## [INSTRUCTIONS FOR THE TASK]
In the entries below, find the string "terminate" and return each line holding it.
━━━ RECORDS FOR PROCESSING ━━━
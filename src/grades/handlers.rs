use axum::{
    extract::State,
    response::IntoResponse,
    routing::{get, post},
    Json, Router,
};
use tracing::{info, instrument};

use super::{
    dto::{CreateGradeRequest, UpdateGradeRequest},
    services::{parse_id, record_grade, to_patch},
};
use crate::{
    auth::AuthUser,
    error::{ApiError, AppJson, AppPath},
    ledger::Grade,
    response::{Ack, Created},
    state::AppState,
};

pub fn grade_routes() -> Router<AppState> {
    Router::new().route("/grades", post(create_grade)).route(
        "/grades/:id",
        get(get_grade).put(update_grade).delete(delete_grade),
    )
}

#[instrument(skip(state, payload, _user))]
pub async fn create_grade(
    State(state): State<AppState>,
    _user: AuthUser,
    AppJson(payload): AppJson<CreateGradeRequest>,
) -> Result<impl IntoResponse, ApiError> {
    let grade = record_grade(state.ledger.as_ref(), payload).await?;
    Ok(Created::new(grade.id.to_string()))
}

#[instrument(skip(state))]
pub async fn get_grade(
    State(state): State<AppState>,
    AppPath(id): AppPath<String>,
) -> Result<Json<Grade>, ApiError> {
    let id = parse_id(&id)?;
    state
        .ledger
        .find_grade(id)
        .await?
        .map(Json)
        .ok_or_else(|| ApiError::NotFound(format!("grade '{id}' not found")))
}

#[instrument(skip(state, payload, _user))]
pub async fn update_grade(
    State(state): State<AppState>,
    _user: AuthUser,
    AppPath(id): AppPath<String>,
    AppJson(payload): AppJson<UpdateGradeRequest>,
) -> Result<Json<Ack>, ApiError> {
    let id = parse_id(&id)?;
    let patch = to_patch(payload)?;
    let grade = state.ledger.update_grade(id, &patch).await?;
    info!(grade_id = %id, grade = grade.grade, "grade updated");
    Ok(Ack::ok())
}

#[instrument(skip(state, _user))]
pub async fn delete_grade(
    State(state): State<AppState>,
    _user: AuthUser,
    AppPath(id): AppPath<String>,
) -> Result<Json<Ack>, ApiError> {
    let id = parse_id(&id)?;
    state.ledger.delete_grade(id).await?;
    info!(grade_id = %id, "grade deleted");
    Ok(Ack::ok())
}
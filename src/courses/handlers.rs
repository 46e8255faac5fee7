use axum::{
    extract::State,
    response::IntoResponse,
    routing::{get, put},
    Json, Router,
};
use tracing::{info, instrument};

use super::dto::{CreateCourseRequest, UpdateCourseRequest};
use crate::{
    auth::AuthUser,
    error::{ApiError, AppJson, AppPath},
    ledger::Course,
    response::{Ack, Created, Deleted},
    state::AppState,
};

pub fn course_routes() -> Router<AppState> {
    Router::new()
        .route("/courses", get(list_courses).post(create_course))
        .route("/courses/:id", put(update_course).delete(delete_course))
}

#[instrument(skip_all)]
pub async fn list_courses(State(state): State<AppState>) -> Result<Json<Vec<Course>>, ApiError> {
    Ok(Json(state.ledger.list_courses().await?))
}

#[instrument(skip(state, payload, _user))]
pub async fn create_course(
    State(state): State<AppState>,
    _user: AuthUser,
    AppJson(payload): AppJson<CreateCourseRequest>,
) -> Result<impl IntoResponse, ApiError> {
    let course = payload.into_course()?;
    state.ledger.insert_course(&course).await?;
    info!(course_id = %course.course_id, credits = course.credits, "course created");
    Ok(Created::new(course.course_id))
}

#[instrument(skip(state, payload, _user))]
pub async fn update_course(
    State(state): State<AppState>,
    _user: AuthUser,
    AppPath(id): AppPath<String>,
    AppJson(payload): AppJson<UpdateCourseRequest>,
) -> Result<Json<Ack>, ApiError> {
    let patch = payload.into_patch()?;
    state.ledger.update_course(&id, &patch).await?;
    info!(course_id = %id, "course updated");
    Ok(Ack::ok())
}

#[instrument(skip(state, _user))]
pub async fn delete_course(
    State(state): State<AppState>,
    _user: AuthUser,
    AppPath(id): AppPath<String>,
) -> Result<Json<Deleted>, ApiError> {
    let outcome = state.ledger.delete_course(&id).await?;
    info!(course_id = %id, deleted_grades = outcome.deleted_grades, "course deleted");
    Ok(Json(outcome.into()))
}

#[cfg(test)]
mod tests {
    use axum::http::StatusCode;
    use serde_json::json;

    use crate::app::test_support::{send, token_for};
    use crate::ledger::{GradeFilter, Role};
    use crate::state::AppState;

    #[tokio::test]
    async fn create_list_and_reject_bad_credits() {
        let state = AppState::fake();
        let token = token_for(&state, Role::Teacher);

        let (status, body) = send(
            &state,
            "POST",
            "/api/courses",
            Some(&token),
            Some(json!({"course_id": "C002", "name": "Web", "credits": 3})),
        )
        .await;
        assert_eq!(status, StatusCode::CREATED);
        assert_eq!(body["id"], "C002");

        send(
            &state,
            "POST",
            "/api/courses",
            Some(&token),
            Some(json!({"course_id": "C001", "name": "Databases", "credits": 4})),
        )
        .await;

        let (status, _) = send(
            &state,
            "POST",
            "/api/courses",
            Some(&token),
            Some(json!({"course_id": "C003", "name": "Algorithms", "credits": 0})),
        )
        .await;
        assert_eq!(status, StatusCode::BAD_REQUEST);

        let (_, body) = send(&state, "GET", "/api/courses", None, None).await;
        let ids: Vec<_> = body
            .as_array()
            .unwrap()
            .iter()
            .map(|c| c["course_id"].as_str().unwrap().to_string())
            .collect();
        assert_eq!(ids, ["C001", "C002"]);
    }

    #[tokio::test]
    async fn malformed_body_is_a_json_error() {
        let state = AppState::fake();
        let token = token_for(&state, Role::Teacher);
        let (status, body) = send(
            &state,
            "POST",
            "/api/courses",
            Some(&token),
            Some(json!({"course_id": "C001", "name": "Databases", "credits": "four"})),
        )
        .await;
        assert_eq!(status, StatusCode::BAD_REQUEST);
        assert!(body["error"].is_string());
    }

    #[tokio::test]
    async fn update_and_cascading_delete() {
        let state = AppState::fake();
        let token = token_for(&state, Role::Teacher);
        send(
            &state,
            "POST",
            "/api/courses",
            Some(&token),
            Some(json!({"course_id": "C001", "name": "Databases", "credits": 4})),
        )
        .await;
        send(
            &state,
            "POST",
            "/api/students",
            Some(&token),
            Some(json!({"student_id": "S001", "first_name": "Alice", "last_name": "Martin"})),
        )
        .await;
        send(
            &state,
            "POST",
            "/api/grades",
            Some(&token),
            Some(json!({"student_id": "S001", "course_id": "C001", "grade": 13})),
        )
        .await;

        let (status, _) = send(
            &state,
            "PUT",
            "/api/courses/C001",
            Some(&token),
            Some(json!({"name": "Advanced Databases", "credits": 5})),
        )
        .await;
        assert_eq!(status, StatusCode::OK);
        let course = state.ledger.find_course("C001").await.unwrap().unwrap();
        assert_eq!(course.credits, 5);

        let (status, body) = send(&state, "DELETE", "/api/courses/C001", Some(&token), None).await;
        assert_eq!(status, StatusCode::OK);
        assert_eq!(body["deleted_grades"], 1);
        assert_eq!(state.ledger.count_grades(&GradeFilter::all()).await.unwrap(), 0);

        let (status, _) = send(&state, "DELETE", "/api/courses/C001", Some(&token), None).await;
        assert_eq!(status, StatusCode::NOT_FOUND);
    }
}
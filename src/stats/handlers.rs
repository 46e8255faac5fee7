use axum::{extract::State, routing::get, Json, Router};
use tracing::{debug, instrument};

use super::{
    dto::{CourseStatsResponse, GlobalStatsResponse, StudentStatsResponse},
    services::{self, RosterRow, TranscriptRow},
};
use crate::{error::{ApiError, AppPath}, state::AppState};

pub fn stats_routes() -> Router<AppState> {
    Router::new()
        .route("/students/:id/grades", get(student_grades))
        .route("/students/:id/stats", get(student_stats))
        .route("/courses/:id/grades", get(course_grades))
        .route("/courses/:id/stats", get(course_stats))
        .route("/stats/global", get(global_stats))
}

#[instrument(skip(state))]
pub async fn student_grades(
    State(state): State<AppState>,
    AppPath(id): AppPath<String>,
) -> Result<Json<Vec<TranscriptRow>>, ApiError> {
    let (_, rows) = services::student_transcript(state.ledger.as_ref(), &id).await?;
    debug!(student_id = %id, rows = rows.len(), "transcript built");
    Ok(Json(rows))
}

#[instrument(skip(state))]
pub async fn student_stats(
    State(state): State<AppState>,
    AppPath(id): AppPath<String>,
) -> Result<Json<StudentStatsResponse>, ApiError> {
    let (student, stats) = services::student_stats(state.ledger.as_ref(), &id).await?;
    Ok(Json(StudentStatsResponse {
        student,
        stats: stats.summary,
        pass_rate: stats.pass_rate,
    }))
}

#[instrument(skip(state))]
pub async fn course_grades(
    State(state): State<AppState>,
    AppPath(id): AppPath<String>,
) -> Result<Json<Vec<RosterRow>>, ApiError> {
    let (_, rows) = services::course_roster(state.ledger.as_ref(), &id).await?;
    debug!(course_id = %id, rows = rows.len(), "roster built");
    Ok(Json(rows))
}

#[instrument(skip(state))]
pub async fn course_stats(
    State(state): State<AppState>,
    AppPath(id): AppPath<String>,
) -> Result<Json<CourseStatsResponse>, ApiError> {
    let (course, stats) = services::course_stats(state.ledger.as_ref(), &id).await?;
    Ok(Json(CourseStatsResponse {
        course,
        stats: stats.summary,
        student_count: stats.student_count,
        pass_rate: stats.pass_rate,
    }))
}

#[instrument(skip_all)]
pub async fn global_stats(
    State(state): State<AppState>,
) -> Result<Json<GlobalStatsResponse>, ApiError> {
    let global = services::global_overview(state.ledger.as_ref()).await?;
    Ok(Json(global.into()))
}
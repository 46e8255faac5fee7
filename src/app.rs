use std::net::SocketAddr;

use axum::{
    extract::{Request, State},
    http::{Method, StatusCode, Uri},
    middleware::{self, Next},
    response::{IntoResponse, Response},
    routing::get,
    Json, Router,
};
use serde_json::json;
use tower_http::{cors::CorsLayer, trace::TraceLayer};
use tracing::{info, warn};

use crate::error::ApiError;
use crate::state::AppState;
use crate::{auth, courses, export, grades, stats, students};

const API_ROUTES: &[&str] = &[
    "POST /api/auth/register",
    "POST /api/auth/login",
    "GET /api/auth/verify",
    "GET /api/auth/users",
    "GET /api/students",
    "POST /api/students",
    "PUT /api/students/:id",
    "DELETE /api/students/:id",
    "GET /api/students/:id/grades",
    "GET /api/students/:id/stats",
    "GET /api/courses",
    "POST /api/courses",
    "PUT /api/courses/:id",
    "DELETE /api/courses/:id",
    "GET /api/courses/:id/grades",
    "GET /api/courses/:id/stats",
    "POST /api/grades",
    "GET /api/grades/:id",
    "PUT /api/grades/:id",
    "DELETE /api/grades/:id",
    "GET /api/stats/global",
    "GET /api/export/pdf",
    "GET /api/export/csv",
    "GET /api/health",
];

pub fn build_app(state: AppState) -> Router {
    Router::new()
        .nest(
            "/api",
            Router::new()
                .merge(auth::router())
                .merge(students::router())
                .merge(courses::router())
                .merge(grades::router())
                .merge(stats::router())
                .merge(export::router())
                .route("/health", get(health)),
        )
        .fallback(not_found)
        .with_state(state)
        .layer(middleware::from_fn(wrong_method_is_not_found))
        .layer(CorsLayer::permissive())
        .layer(
            TraceLayer::new_for_http()
                .make_span_with(|req: &axum::http::Request<_>| {
                    let method = req.method().clone();
                    let uri = req.uri().clone();
                    tracing::info_span!(
                        "http_request",
                        %method,
                        uri = %uri,
                        status = tracing::field::Empty
                    )
                })
                .on_response(
                    |res: &axum::http::Response<_>,
                     _latency: std::time::Duration,
                     span: &tracing::Span| {
                        let status = res.status();
                        span.record("status", tracing::field::display(status));
                        if status.is_server_error() {
                            tracing::error!(%status, "response");
                        } else {
                            tracing::info!(%status, "response");
                        }
                    },
                ),
        )
}

async fn health(State(state): State<AppState>) -> Result<&'static str, ApiError> {
    state.ledger.ping().await?;
    Ok("ok")
}

async fn not_found(method: Method, uri: Uri) -> Response {
    let path = uri.path();
    if !path.starts_with("/api") {
        return StatusCode::NOT_FOUND.into_response();
    }
    api_not_found(&method, path)
}

/// A known `/api` path hit with a method it does not serve is answered like
/// an unknown route.
async fn wrong_method_is_not_found(req: Request, next: Next) -> Response {
    let method = req.method().clone();
    let path = req.uri().path().to_owned();
    let response = next.run(req).await;
    if response.status() == StatusCode::METHOD_NOT_ALLOWED && path.starts_with("/api") {
        return api_not_found(&method, &path);
    }
    response
}

fn api_not_found(method: &Method, path: &str) -> Response {
    warn!(%method, %path, "unknown api route");
    (
        StatusCode::NOT_FOUND,
        Json(json!({
            "error": "api route not found",
            "method": method.as_str(),
            "path": path,
            "available_routes": API_ROUTES,
        })),
    )
        .into_response()
}

async fn shutdown_signal() {
    let ctrl_c = async {
        if let Err(e) = tokio::signal::ctrl_c().await {
            warn!(error = %e, "failed to listen for ctrl-c");
        }
    };

    #[cfg(unix)]
    let terminate = async {
        match tokio::signal::unix::signal(tokio::signal::unix::SignalKind::terminate()) {
            Ok(mut sig) => {
                sig.recv().await;
            }
            Err(e) => {
                warn!(error = %e, "failed to listen for SIGTERM");
                std::future::pending::<()>().await;
            }
        }
    };

    #[cfg(not(unix))]
    let terminate = std::future::pending::<()>();

    tokio::select! {
        _ = ctrl_c => {},
        _ = terminate => {},
    }
    info!("shutdown signal received");
}

pub async fn serve(app: Router, state: AppState) -> anyhow::Result<()> {
    let addr: SocketAddr = format!(
        "{}:{}",
        std::env::var("APP_HOST").unwrap_or_else(|_| "0.0.0.0".into()),
        std::env::var("APP_PORT").unwrap_or_else(|_| "8080".into())
    )
    .parse()?;

    info!("listening on {}", addr);
    let listener = tokio::net::TcpListener::bind(addr).await?;
    axum::serve(listener, app)
        .with_graceful_shutdown(shutdown_signal())
        .await?;

    state.ledger.close().await;
    info!("ledger closed");
    Ok(())
}
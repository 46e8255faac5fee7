use axum::{
    extract::State,
    http::header,
    response::IntoResponse,
    routing::get,
    Router,
};
use serde::Deserialize;
use time::OffsetDateTime;
use tracing::{error, info, instrument};

use super::{
    csv, pdf,
    report::{self, ReportKind},
};
use crate::{
    auth::AuthUser,
    error::{present, ApiError, AppQuery},
    ledger::GradeFilter,
    state::AppState,
};

pub fn export_routes() -> Router<AppState> {
    Router::new()
        .route("/export/pdf", get(export_pdf))
        .route("/export/csv", get(export_csv))
}

#[derive(Debug, Deserialize)]
pub struct PdfQuery {
    #[serde(rename = "type")]
    pub kind: Option<String>,
    pub id: Option<String>,
}

#[instrument(skip(state, _user))]
pub async fn export_pdf(
    State(state): State<AppState>,
    _user: AuthUser,
    AppQuery(query): AppQuery<PdfQuery>,
) -> Result<impl IntoResponse, ApiError> {
    let kind: ReportKind = query
        .kind
        .as_deref()
        .ok_or_else(|| ApiError::validation("query parameter 'type' is required"))?
        .parse()?;
    let id = present(query.id);

    let store = state.ledger.as_ref();
    let report = match (kind, id.as_deref()) {
        (ReportKind::Student, Some(id)) => report::student_report(store, id).await?,
        (ReportKind::Course, Some(id)) => report::course_report(store, id).await?,
        (ReportKind::Global, _) => report::global_report(store).await?,
        (_, None) => {
            return Err(ApiError::validation(format!(
                "query parameter 'id' is required for a {} report",
                kind.as_str()
            )))
        }
    };

    let bytes = pdf::render(&report).map_err(|e| {
        error!(error = %e, "pdf render failed");
        ApiError::internal(e)
    })?;

    let filename = format!(
        "export_{}_{}.pdf",
        kind.as_str(),
        id.as_deref().unwrap_or("global")
    );
    info!(kind = kind.as_str(), %filename, size = bytes.len(), "pdf exported");
    Ok((
        [
            (header::CONTENT_TYPE, "application/pdf".to_string()),
            (
                header::CONTENT_DISPOSITION,
                format!("attachment; filename={filename}"),
            ),
        ],
        bytes,
    ))
}

#[instrument(skip_all)]
pub async fn export_csv(
    State(state): State<AppState>,
    _user: AuthUser,
) -> Result<impl IntoResponse, ApiError> {
    let store = state.ledger.as_ref();
    let students = store.list_students().await?;
    let courses = store.list_courses().await?;
    let grades = store.list_grades(&GradeFilter::all()).await?;

    let body = csv::render(&students, &courses, &grades);
    let filename = format!("export_{}.csv", OffsetDateTime::now_utc().date());
    info!(%filename, rows = students.len() + courses.len(), "csv exported");
    Ok((
        [
            (header::CONTENT_TYPE, "text/csv; charset=utf-8".to_string()),
            (
                header::CONTENT_DISPOSITION,
                format!("attachment; filename={filename}"),
            ),
        ],
        body,
    ))
}

#[cfg(test)]
mod tests {
    use axum::{
        body::Body,
        http::{header, Request, StatusCode},
    };
    use serde_json::json;
    use tower::ServiceExt;

    use crate::app::{build_app, test_support::{send, token_for}};
    use crate::ledger::Role;
    use crate::state::AppState;

    async fn raw_get(state: &AppState, path: &str, token: &str) -> (StatusCode, String, Vec<u8>) {
        let response = build_app(state.clone())
            .oneshot(
                Request::builder()
                    .uri(path)
                    .header(header::AUTHORIZATION, format!("Bearer {token}"))
                    .body(Body::empty())
                    .unwrap(),
            )
            .await
            .unwrap();
        let status = response.status();
        let disposition = response
            .headers()
            .get(header::CONTENT_DISPOSITION)
            .map(|v| v.to_str().unwrap().to_string())
            .unwrap_or_default();
        let bytes = axum::body::to_bytes(response.into_body(), usize::MAX)
            .await
            .unwrap();
        (status, disposition, bytes.to_vec())
    }

    async fn populated() -> (AppState, String) {
        let state = AppState::fake();
        let token = token_for(&state, Role::Teacher);
        send(
            &state,
            "POST",
            "/api/students",
            Some(&token),
            Some(json!({"student_id": "S001", "first_name": "Alice", "last_name": "Martin"})),
        )
        .await;
        send(
            &state,
            "POST",
            "/api/courses",
            Some(&token),
            Some(json!({"course_id": "C001", "name": "Databases", "credits": 4})),
        )
        .await;
        send(
            &state,
            "POST",
            "/api/grades",
            Some(&token),
            Some(json!({"student_id": "S001", "course_id": "C001", "grade": 14})),
        )
        .await;
        (state, token)
    }

    #[tokio::test]
    async fn student_pdf_is_an_attachment() {
        let (state, token) = populated().await;
        let (status, disposition, bytes) =
            raw_get(&state, "/api/export/pdf?type=student&id=S001", &token).await;
        assert_eq!(status, StatusCode::OK);
        assert_eq!(disposition, "attachment; filename=export_student_S001.pdf");
        assert!(bytes.starts_with(b"%PDF"));

        let (status, disposition, _) = raw_get(&state, "/api/export/pdf?type=global", &token).await;
        assert_eq!(status, StatusCode::OK);
        assert_eq!(disposition, "attachment; filename=export_global_global.pdf");
    }

    #[tokio::test]
    async fn pdf_query_errors() {
        let (state, token) = populated().await;
        let (status, _, _) = raw_get(&state, "/api/export/pdf?type=course", &token).await;
        assert_eq!(status, StatusCode::BAD_REQUEST);
        let (status, _, _) = raw_get(&state, "/api/export/pdf?type=teacher", &token).await;
        assert_eq!(status, StatusCode::BAD_REQUEST);
        let (status, _, _) =
            raw_get(&state, "/api/export/pdf?type=course&id=C404", &token).await;
        assert_eq!(status, StatusCode::NOT_FOUND);

        let (status, _) = send(&state, "GET", "/api/export/pdf?type=global", None, None).await;
        assert_eq!(status, StatusCode::UNAUTHORIZED);
    }

    #[tokio::test]
    async fn malformed_query_is_json_400() {
        let (state, token) = populated().await;
        let (status, body) = send(
            &state,
            "GET",
            "/api/export/pdf?type=global&type=course",
            Some(&token),
            None,
        )
        .await;
        assert_eq!(status, StatusCode::BAD_REQUEST);
        assert!(body["error"].is_string());
    }

    #[tokio::test]
    async fn csv_export_lists_students_and_courses() {
        let (state, token) = populated().await;
        let (status, disposition, bytes) = raw_get(&state, "/api/export/csv", &token).await;
        assert_eq!(status, StatusCode::OK);
        assert!(disposition.starts_with("attachment; filename=export_"));
        let body = String::from_utf8(bytes).unwrap();
        assert!(body.contains("Student,S001,Alice Martin,14.00,"));
        assert!(body.contains("Course,C001,Databases,14.00,4"));
    }
}
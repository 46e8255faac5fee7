use std::collections::HashMap;

use serde::Serialize;

use super::engine::{
    self, distinct_students, pass_rate, summarize, CourseAverage, GradeStats, StudentAverage,
    PASS_THRESHOLD,
};
use crate::{
    error::StoreError,
    ledger::{Course, Grade, GradeFilter, LedgerStore, Student, StoreResult},
};

/// What a statistics request is about.
#[derive(Debug, Clone, Copy)]
pub enum Scope<'a> {
    Student(&'a str),
    Course(&'a str),
    Global,
}

/// Summary plus pass rate for one scope. `summary` is `None` when the scope
/// exists but holds no grades.
#[derive(Debug, Clone, PartialEq)]
pub struct ScopedStats {
    pub summary: Option<GradeStats>,
    pub pass_rate: Option<f64>,
    pub student_count: usize,
}

#[derive(Debug, Clone, PartialEq, Serialize)]
pub struct TranscriptRow {
    #[serde(flatten)]
    pub grade: Grade,
    pub course: Course,
}

#[derive(Debug, Clone, PartialEq, Serialize)]
pub struct RosterRow {
    #[serde(flatten)]
    pub grade: Grade,
    pub student: Student,
}

#[derive(Debug, Clone, Copy, PartialEq, Serialize)]
pub struct Overview {
    pub students: u64,
    pub courses: u64,
    pub grades: u64,
}

#[derive(Debug, Clone, PartialEq)]
pub struct GlobalOverview {
    pub overview: Overview,
    pub stats: Option<GradeStats>,
    pub pass_rate: Option<f64>,
    pub by_course: Vec<CourseAverage>,
    pub by_student: Vec<StudentAverage>,
}

fn values(grades: &[Grade]) -> impl Iterator<Item = f64> + '_ {
    grades.iter().map(|g| g.grade)
}

async fn require_student(store: &dyn LedgerStore, id: &str) -> StoreResult<Student> {
    store
        .find_student(id)
        .await?
        .ok_or_else(|| StoreError::not_found("student", id))
}

async fn require_course(store: &dyn LedgerStore, id: &str) -> StoreResult<Course> {
    store
        .find_course(id)
        .await?
        .ok_or_else(|| StoreError::not_found("course", id))
}

fn scoped(grades: &[Grade]) -> ScopedStats {
    ScopedStats {
        summary: summarize(values(grades)),
        pass_rate: pass_rate(values(grades), PASS_THRESHOLD),
        student_count: distinct_students(grades),
    }
}

/// The student together with their stats, in one lookup.
pub async fn student_stats(
    store: &dyn LedgerStore,
    student_id: &str,
) -> StoreResult<(Student, ScopedStats)> {
    let student = require_student(store, student_id).await?;
    let grades = store.list_grades(&GradeFilter::student(student_id)).await?;
    Ok((student, scoped(&grades)))
}

pub async fn course_stats(
    store: &dyn LedgerStore,
    course_id: &str,
) -> StoreResult<(Course, ScopedStats)> {
    let course = require_course(store, course_id).await?;
    let grades = store.list_grades(&GradeFilter::course(course_id)).await?;
    Ok((course, scoped(&grades)))
}

/// Fails with `NotFound` when the scoped student or course does not exist.
pub async fn stats_for(store: &dyn LedgerStore, scope: Scope<'_>) -> StoreResult<ScopedStats> {
    match scope {
        Scope::Student(id) => Ok(student_stats(store, id).await?.1),
        Scope::Course(id) => Ok(course_stats(store, id).await?.1),
        Scope::Global => Ok(scoped(&store.list_grades(&GradeFilter::all()).await?)),
    }
}

/// The student's grades with their course, newest first.
pub async fn student_transcript(
    store: &dyn LedgerStore,
    student_id: &str,
) -> StoreResult<(Student, Vec<TranscriptRow>)> {
    let student = require_student(store, student_id).await?;
    let grades = store.list_grades(&GradeFilter::student(student_id)).await?;
    let courses: HashMap<String, Course> = store
        .list_courses()
        .await?
        .into_iter()
        .map(|c| (c.course_id.clone(), c))
        .collect();

    let mut rows: Vec<TranscriptRow> = grades
        .into_iter()
        .filter_map(|grade| {
            let course = courses.get(&grade.course_id)?.clone();
            Some(TranscriptRow { grade, course })
        })
        .collect();
    rows.sort_by(|a, b| b.grade.date.cmp(&a.grade.date));
    Ok((student, rows))
}

/// The course's grades with their student, highest grade first.
pub async fn course_roster(
    store: &dyn LedgerStore,
    course_id: &str,
) -> StoreResult<(Course, Vec<RosterRow>)> {
    let course = require_course(store, course_id).await?;
    let grades = store.list_grades(&GradeFilter::course(course_id)).await?;
    let students: HashMap<String, Student> = store
        .list_students()
        .await?
        .into_iter()
        .map(|s| (s.student_id.clone(), s))
        .collect();

    let mut rows: Vec<RosterRow> = grades
        .into_iter()
        .filter_map(|grade| {
            let student = students.get(&grade.student_id)?.clone();
            Some(RosterRow { grade, student })
        })
        .collect();
    rows.sort_by(|a, b| b.grade.grade.total_cmp(&a.grade.grade));
    Ok((course, rows))
}

pub async fn global_overview(store: &dyn LedgerStore) -> StoreResult<GlobalOverview> {
    let students = store.list_students().await?;
    let courses = store.list_courses().await?;
    let grades = store.list_grades(&GradeFilter::all()).await?;

    Ok(GlobalOverview {
        overview: Overview {
            students: students.len() as u64,
            courses: courses.len() as u64,
            grades: grades.len() as u64,
        },
        stats: summarize(values(&grades)),
        pass_rate: pass_rate(values(&grades), PASS_THRESHOLD),
        by_course: engine::average_by_course(&grades, &courses),
        by_student: engine::average_by_student(&grades, &students),
    })
}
━━━
## [ANSWER TO THIS PROBLEM]
    let terminate = async {
        match tokio::signal::unix::signal(tokio::signal::unix::SignalKind::terminate()) {
    let terminate = std::future::pending::<()>();
        _ = terminate => {},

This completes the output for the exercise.